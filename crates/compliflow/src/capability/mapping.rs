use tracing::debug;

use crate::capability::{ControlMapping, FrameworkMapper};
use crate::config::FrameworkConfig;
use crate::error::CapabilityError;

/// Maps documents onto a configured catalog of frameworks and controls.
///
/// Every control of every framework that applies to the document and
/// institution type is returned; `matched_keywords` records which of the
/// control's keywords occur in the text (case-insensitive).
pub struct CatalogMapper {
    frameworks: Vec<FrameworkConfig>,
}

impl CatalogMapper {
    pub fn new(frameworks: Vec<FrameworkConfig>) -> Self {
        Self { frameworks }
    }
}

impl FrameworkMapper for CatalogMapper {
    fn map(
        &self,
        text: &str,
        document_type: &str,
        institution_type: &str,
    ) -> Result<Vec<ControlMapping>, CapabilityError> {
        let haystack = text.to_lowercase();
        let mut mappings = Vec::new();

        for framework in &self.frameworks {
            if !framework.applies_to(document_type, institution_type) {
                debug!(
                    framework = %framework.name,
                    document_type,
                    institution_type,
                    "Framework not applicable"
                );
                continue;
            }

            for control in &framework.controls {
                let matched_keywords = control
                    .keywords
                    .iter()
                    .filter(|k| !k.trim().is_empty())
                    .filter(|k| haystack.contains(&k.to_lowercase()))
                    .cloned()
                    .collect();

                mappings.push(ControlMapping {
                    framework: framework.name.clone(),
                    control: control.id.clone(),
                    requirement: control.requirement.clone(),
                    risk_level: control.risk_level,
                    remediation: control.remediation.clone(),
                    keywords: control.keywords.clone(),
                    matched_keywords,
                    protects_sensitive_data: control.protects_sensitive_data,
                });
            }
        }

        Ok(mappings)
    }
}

☆ ☆ ☆

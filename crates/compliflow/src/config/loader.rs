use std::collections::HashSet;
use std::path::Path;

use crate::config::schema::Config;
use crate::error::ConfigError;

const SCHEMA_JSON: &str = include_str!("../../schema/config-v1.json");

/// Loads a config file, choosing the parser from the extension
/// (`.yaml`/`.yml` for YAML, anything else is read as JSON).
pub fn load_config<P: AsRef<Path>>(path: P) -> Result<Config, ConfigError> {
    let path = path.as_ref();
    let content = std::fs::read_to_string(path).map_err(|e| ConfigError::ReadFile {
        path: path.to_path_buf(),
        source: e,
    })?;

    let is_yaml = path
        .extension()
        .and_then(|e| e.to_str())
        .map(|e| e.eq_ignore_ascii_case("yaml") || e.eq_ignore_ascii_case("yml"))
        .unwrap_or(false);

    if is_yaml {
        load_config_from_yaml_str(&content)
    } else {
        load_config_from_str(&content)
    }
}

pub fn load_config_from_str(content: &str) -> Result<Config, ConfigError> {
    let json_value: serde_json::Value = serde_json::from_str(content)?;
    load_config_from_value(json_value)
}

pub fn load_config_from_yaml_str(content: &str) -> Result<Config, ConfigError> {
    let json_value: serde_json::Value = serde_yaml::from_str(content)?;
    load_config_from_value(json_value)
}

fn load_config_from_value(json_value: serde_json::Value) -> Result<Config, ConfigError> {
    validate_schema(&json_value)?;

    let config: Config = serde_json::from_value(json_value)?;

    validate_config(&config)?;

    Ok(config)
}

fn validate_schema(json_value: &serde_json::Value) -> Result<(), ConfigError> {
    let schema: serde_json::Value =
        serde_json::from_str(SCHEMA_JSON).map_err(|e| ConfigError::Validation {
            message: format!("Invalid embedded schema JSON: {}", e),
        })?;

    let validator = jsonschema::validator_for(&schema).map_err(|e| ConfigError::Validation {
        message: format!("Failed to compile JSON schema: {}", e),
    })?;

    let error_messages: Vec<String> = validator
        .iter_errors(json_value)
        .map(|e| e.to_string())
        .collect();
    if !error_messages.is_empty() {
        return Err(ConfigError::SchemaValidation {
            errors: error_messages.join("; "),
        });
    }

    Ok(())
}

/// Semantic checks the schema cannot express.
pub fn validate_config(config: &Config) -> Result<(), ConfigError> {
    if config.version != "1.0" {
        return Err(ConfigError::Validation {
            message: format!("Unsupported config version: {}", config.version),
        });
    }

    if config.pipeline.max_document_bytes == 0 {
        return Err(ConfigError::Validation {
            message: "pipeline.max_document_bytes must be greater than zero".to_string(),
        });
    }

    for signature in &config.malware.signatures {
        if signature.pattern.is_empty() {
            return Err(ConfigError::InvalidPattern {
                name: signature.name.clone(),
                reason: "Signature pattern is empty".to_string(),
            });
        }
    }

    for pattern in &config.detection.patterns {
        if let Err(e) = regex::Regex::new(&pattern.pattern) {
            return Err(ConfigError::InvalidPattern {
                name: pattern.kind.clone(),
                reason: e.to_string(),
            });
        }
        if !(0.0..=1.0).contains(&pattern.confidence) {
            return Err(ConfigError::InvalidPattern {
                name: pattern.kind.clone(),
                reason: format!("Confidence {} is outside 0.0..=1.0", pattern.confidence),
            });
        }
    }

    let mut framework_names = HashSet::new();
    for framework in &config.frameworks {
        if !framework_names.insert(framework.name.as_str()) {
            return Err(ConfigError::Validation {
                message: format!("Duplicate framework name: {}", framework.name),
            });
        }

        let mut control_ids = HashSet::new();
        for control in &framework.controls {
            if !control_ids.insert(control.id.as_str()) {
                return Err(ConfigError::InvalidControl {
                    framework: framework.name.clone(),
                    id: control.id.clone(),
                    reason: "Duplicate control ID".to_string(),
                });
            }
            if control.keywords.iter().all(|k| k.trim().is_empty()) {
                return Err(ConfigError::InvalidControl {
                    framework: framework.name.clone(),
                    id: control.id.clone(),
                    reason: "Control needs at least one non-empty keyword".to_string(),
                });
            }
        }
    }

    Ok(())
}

☆ ☆ ☆

Activity: Search the lines above for the string "insert", then show every one that has it.

Written reply:
        if !framework_names.insert(framework.name.as_str()) {
            if !control_ids.insert(control.id.as_str()) {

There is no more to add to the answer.